Project Page | Paper | ArXiv | Tweet Thread | Data | Pretrained Models
Official implementation of our approach for modelling the dynamic 3D world as a set of 3D Gaussians that move & rotate over time. This extends Gaussian Splatting to dynamic scenes, with accurate novel-view synthesis and dense 3D 6-DOF tracking.
Dynamic 3D Gaussians: Tracking by Persistent Dynamic View Synthesis
Jonathon Luiten 1, 2,
Georgios Kopanas 3,
Bastian Leibe 2,
Deva Ramanan 1
1 Carnegie Mellon University, 2 RWTH Aachen University, 3 Inria & Universite Cote d’Azur, France
[email protected]
# Install this repo (pytorch)
git clone [email protected]:JonathonLuiten/Dynamic3DGaussians.git
conda env create --file environment.yml
conda activate dynamic_gaussians
# Install rendering code (cuda)
git clone [email protected]:JonathonLuiten/diff-gaussian-rasterization-w-depth.git
cd diff-gaussian-rasterization-w-depth
python setup.py install
pip install .
cd Dynamic3DGaussians
wget https://omnomnom.vision.rwth-aachen.de/data/Dynamic3DGaussians/output.zip # Download pretrained models
unzip output.zip
python visualize.py # See code for visualization options
cd Dynamic3DGaussians
wget https://omnomnom.vision.rwth-aachen.de/data/Dynamic3DGaussians/data.zip # Download training data
unzip data.zip
python train.py
I tried really hard to make this code really clean and useful for building upon. In my opinion it is now much nicer than the original code it was built upon. Everything is relatively 'functional' and I tried to remove redundant classes and modules wherever possible. Almost all of the code is in train.py in a few core functions, with the overall training loop clearly laid out. There are only a few other helper functions used, divided between helpers.py and external.py (depending on license). I have split all useful variables into two dicts: 'params' (those updated with gradient descent), and 'variables' (those not updated by gradient descent). There is also a custom visualization codebase build using Open3D (used for the cool visuals on the website) that is entirely in visualize.py. Please let me know if there is anyway you think the code could be cleaner.

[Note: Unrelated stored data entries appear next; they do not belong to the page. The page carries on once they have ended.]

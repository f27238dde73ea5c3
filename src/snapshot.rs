//! Rendered snapshot: verification and persistence

use crate::{Error, Result};
use log::warn;
use scraper::{Html, Selector};
use serde::Serialize;
use sha2::{Digest, Sha256};
use std::fs;
use std::io::Write;
use std::path::{Path, PathBuf};

/// Markup captured from the live page
#[derive(Debug, Clone)]
pub struct Snapshot {
    /// Serialized document (doctype + root element)
    pub html: String,
    /// URL the page was loaded from
    pub url: String,
    /// Text of the `<title>` element, empty if absent
    pub title: String,
    /// Hex SHA-256 of `html`
    pub sha256: String,
}

impl Snapshot {
    /// Wrap extracted markup; blank markup is an extraction failure.
    pub fn new(html: String, url: impl Into<String>) -> Result<Self> {
        if html.trim().is_empty() {
            return Err(Error::Extraction("page returned empty markup".into()));
        }
        let title = document_title(&html);
        let sha256 = hex::encode(Sha256::digest(html.as_bytes()));
        Ok(Self {
            html,
            url: url.into(),
            title,
            sha256,
        })
    }

    /// Check that the client mount node was rendered into.
    ///
    /// A mount node with neither child elements nor visible text means the
    /// client bundle never ran. A selector that matches nothing is logged and
    /// accepted, since not every page mounts into the same node.
    pub fn verify(&self, mount_selector: Option<&str>) -> Result<()> {
        let raw = match mount_selector {
            Some(raw) => raw,
            None => return Ok(()),
        };
        let selector = Selector::parse(raw)
            .map_err(|e| Error::Config(format!("invalid mount selector `{}`: {:?}", raw, e)))?;

        let document = Html::parse_document(&self.html);
        let mount = match document.select(&selector).next() {
            Some(mount) => mount,
            None => {
                warn!("Mount node `{}` not found in snapshot; skipping render check", raw);
                return Ok(());
            }
        };

        let has_elements = mount.children().any(|child| child.value().is_element());
        let has_text = mount.text().any(|t| !t.trim().is_empty());
        if has_elements || has_text {
            Ok(())
        } else {
            Err(Error::Extraction(format!(
                "mount node `{}` is empty; client rendering did not produce content",
                raw
            )))
        }
    }

    /// Atomically replace `entry` with the snapshot markup.
    ///
    /// The markup goes to a temporary file next to `entry` which is then
    /// renamed over it, keeping the previous file permissions.
    pub fn persist(&self, entry: &Path) -> Result<()> {
        let dir = match entry.parent() {
            Some(dir) if !dir.as_os_str().is_empty() => dir,
            _ => Path::new("."),
        };

        let mut tmp = tempfile::Builder::new()
            .prefix(".prerender-")
            .suffix(".html")
            .tempfile_in(dir)
            .map_err(|e| Error::Write(format!("cannot create temporary file in {}: {}", dir.display(), e)))?;

        tmp.write_all(self.html.as_bytes())
            .and_then(|_| tmp.as_file().sync_all())
            .map_err(|e| Error::Write(format!("cannot write snapshot: {}", e)))?;

        if let Ok(meta) = fs::metadata(entry) {
            tmp.as_file()
                .set_permissions(meta.permissions())
                .map_err(|e| Error::Write(format!("cannot copy permissions of {}: {}", entry.display(), e)))?;
        }

        tmp.persist(entry)
            .map_err(|e| Error::Write(format!("cannot replace {}: {}", entry.display(), e.error)))?;
        Ok(())
    }
}

fn document_title(html: &str) -> String {
    let document = Html::parse_document(html);
    Selector::parse("title")
        .ok()
        .and_then(|sel| {
            document
                .select(&sel)
                .next()
                .map(|n| n.text().collect::<String>().trim().to_string())
        })
        .unwrap_or_default()
}

/// Summary of a successful run
#[derive(Debug, Clone, Serialize)]
pub struct SnapshotReport {
    /// Entry document that was overwritten
    pub entry: PathBuf,
    /// URL the snapshot was taken from
    pub url: String,
    pub title: String,
    /// Size of the written document in bytes
    pub bytes: usize,
    pub sha256: String,
    /// Wall-clock duration of the whole run
    pub elapsed_ms: u64,
}
//! Static asset server for a built output directory
//!
//! Serves files over plain HTTP on a loopback address with a single-page
//! application fallback: any path that does not resolve to a file inside the
//! output directory is answered with the entry document. The server is
//! disposable and meant to live for exactly one prerender run.

pub mod mime;
pub mod resolve;

pub use resolve::{Resolution, Resolver};

use crate::{Error, Result};
use log::{debug, info, trace, warn};
use std::io::Cursor;
use std::net::{IpAddr, SocketAddr};
use std::path::PathBuf;
use std::sync::atomic::{AtomicBool, Ordering};
use std::sync::Arc;
use std::thread::{self, JoinHandle};
use tiny_http::{Header, Request, Response, Server};
use url::Url;

/// Upper bound for request worker threads when sized automatically
const MAX_AUTO_WORKERS: usize = 8;

/// Static server settings
#[derive(Debug, Clone)]
pub struct ServerConfig {
    /// Output directory to serve
    pub root: PathBuf,
    /// Entry document name inside `root`
    pub entry: String,
    /// Bind host; must be a loopback address
    pub host: String,
    /// Bind port; `0` lets the OS choose
    pub port: u16,
    /// Request worker threads; `0` sizes the pool from the CPU count
    pub workers: usize,
}

impl Default for ServerConfig {
    fn default() -> Self {
        Self {
            root: PathBuf::from("dist"),
            entry: "index.html".to_string(),
            host: "127.0.0.1".to_string(),
            port: 4173,
            workers: 0,
        }
    }
}

/// Refuse anything that is not a loopback address
pub fn ensure_loopback(host: &str) -> Result<()> {
    if host.eq_ignore_ascii_case("localhost") {
        return Ok(());
    }
    match host.parse::<IpAddr>() {
        Ok(ip) if ip.is_loopback() => Ok(()),
        Ok(ip) => Err(Error::Config(format!("refusing to serve on non-loopback address {}", ip))),
        Err(_) => Err(Error::Config(format!("invalid bind host `{}`", host))),
    }
}

/// A running static server
///
/// Stopping (explicitly or on drop) unblocks and joins every worker thread;
/// the listening socket is released once the last handle to the underlying
/// server is gone.
pub struct StaticServer {
    server: Arc<Server>,
    addr: SocketAddr,
    running: Arc<AtomicBool>,
    workers: Vec<JoinHandle<()>>,
}

impl StaticServer {
    /// Bind the configured address and start answering requests.
    ///
    /// Returns once the socket is bound; an address already in use is an
    /// `Error::Bind`.
    pub fn start(config: &ServerConfig) -> Result<Self> {
        ensure_loopback(&config.host)?;
        let resolver = Resolver::new(&config.root, &config.entry)
            .map_err(|e| Error::MissingOutput(format!("{}: {}", config.root.display(), e)))?;

        let bind = match config.host.parse::<IpAddr>() {
            Ok(ip) => SocketAddr::new(ip, config.port).to_string(),
            Err(_) => format!("{}:{}", config.host, config.port),
        };
        let server = Server::http(bind.as_str()).map_err(|e| Error::Bind {
            addr: bind.clone(),
            reason: e.to_string(),
        })?;
        let addr = server.server_addr().to_ip().ok_or_else(|| Error::Bind {
            addr: bind,
            reason: "listener is not an IP socket".into(),
        })?;

        let count = match config.workers {
            0 => num_cpus::get().clamp(2, MAX_AUTO_WORKERS),
            n => n,
        };

        let mut handle = Self {
            server: Arc::new(server),
            addr,
            running: Arc::new(AtomicBool::new(true)),
            workers: Vec::with_capacity(count),
        };

        let resolver = Arc::new(resolver);
        for i in 0..count {
            let server = Arc::clone(&handle.server);
            let running = Arc::clone(&handle.running);
            let resolver = Arc::clone(&resolver);
            let worker = thread::Builder::new()
                .name(format!("static-server-{}", i))
                .spawn(move || serve(&server, &resolver, &running))
                .map_err(|e| Error::Other(format!("Failed to spawn server worker: {}", e)))?;
            handle.workers.push(worker);
        }

        info!("Serving {} on http://{} ({} workers)", resolver.root().display(), addr, count);
        Ok(handle)
    }

    /// Bound socket address
    pub fn addr(&self) -> SocketAddr {
        self.addr
    }

    /// Root URL of the served site
    pub fn base_url(&self) -> Result<Url> {
        Url::parse(&format!("http://{}/", self.addr))
            .map_err(|e| Error::Other(format!("Invalid server URL for {}: {}", self.addr, e)))
    }

    /// Stop listening and release the port
    pub fn stop(mut self) {
        self.shutdown();
    }

    fn shutdown(&mut self) {
        if !self.running.swap(false, Ordering::SeqCst) {
            return;
        }
        for _ in &self.workers {
            self.server.unblock();
        }
        for worker in self.workers.drain(..) {
            if worker.join().is_err() {
                warn!("A static server worker panicked");
            }
        }
        info!("Static server on {} stopped", self.addr);
    }
}

impl Drop for StaticServer {
    fn drop(&mut self) {
        self.shutdown();
    }
}

fn serve(server: &Server, resolver: &Resolver, running: &AtomicBool) {
    loop {
        match server.recv() {
            Ok(request) => handle(resolver, request),
            Err(e) => {
                if !running.load(Ordering::SeqCst) {
                    break;
                }
                debug!("Static server accept error: {}", e);
            }
        }
    }
}

fn handle(resolver: &Resolver, request: Request) {
    let response = respond_to(resolver, request.url());
    if let Err(e) = request.respond(response) {
        debug!("Failed to send response: {}", e);
    }
}

/// Build the response for one request target
pub fn respond_to(resolver: &Resolver, target: &str) -> Response<Cursor<Vec<u8>>> {
    if let Resolution::File(path) = resolver.resolve(target) {
        match std::fs::read(&path) {
            Ok(bytes) => {
                trace!("GET {} -> {}", target, path.display());
                return with_content_type(Response::from_data(bytes), &mime::content_type(&path));
            }
            Err(e) => debug!("Failed to read {}: {}", path.display(), e),
        }
    }

    trace!("GET {} -> SPA fallback", target);
    match std::fs::read(resolver.entry()) {
        Ok(bytes) => with_content_type(Response::from_data(bytes), mime::HTML),
        Err(e) => {
            warn!("Entry document {} unreadable: {}", resolver.entry().display(), e);
            Response::from_data(Vec::new()).with_status_code(500)
        }
    }
}

fn with_content_type(response: Response<Cursor<Vec<u8>>>, content_type: &str) -> Response<Cursor<Vec<u8>>> {
    match Header::from_bytes(&b"Content-Type"[..], content_type.as_bytes()) {
        Ok(header) => response.with_header(header),
        Err(_) => response,
    }
}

This code works quite well and gives excellent results. However I have noted that sometimes it does give somewhat worse results compared to my older messy code, and perhaps this is because there may have been some bugs introduced in the cleanup process. I don't know exactly where or why the results are different (or even if they are different, maybe I was getting bad results randomly), and I don't have time to do a thorough investigation myself. Releasing this code as-is now because many people have been asking for it, and maybe together we can figure this out. I would love any help investigating this, and in general figure out anyway to improve this code and the results. I am happy to share old code with people who want to explicitly find the differences, on the conditions that (a) it is only used for improving this code base, and (b) it is deleted and not built upon / used after. This code is thus a work in progress.
This codebase contains some significant changes from the results presenting in the currently public version of the paper. Both this codebase and the corresponding paper are work-in-progress and likely to change in the near future. Until I find time to update the paper (eta December 1st) the code here is the more up-to-date public facing version of these two.
Differences:
- In the paper we 'hard fixed' the colour to be perfectly consistent over time for each Gaussian by simply not updating it after the first timestep. In this codebase the colour is only 'soft fixed'. e.g. it is updated over time, but there is a regularization loss added which 'soft enforces' it to be consistent over time.
- Because we know the ground-plane of the scenes we are using a 'floor loss' to enforce Gassians don't go below the floor.
Please let me know if there are any other differences between the paper and the code so that I can include them here and remember to include them in future version of the paper.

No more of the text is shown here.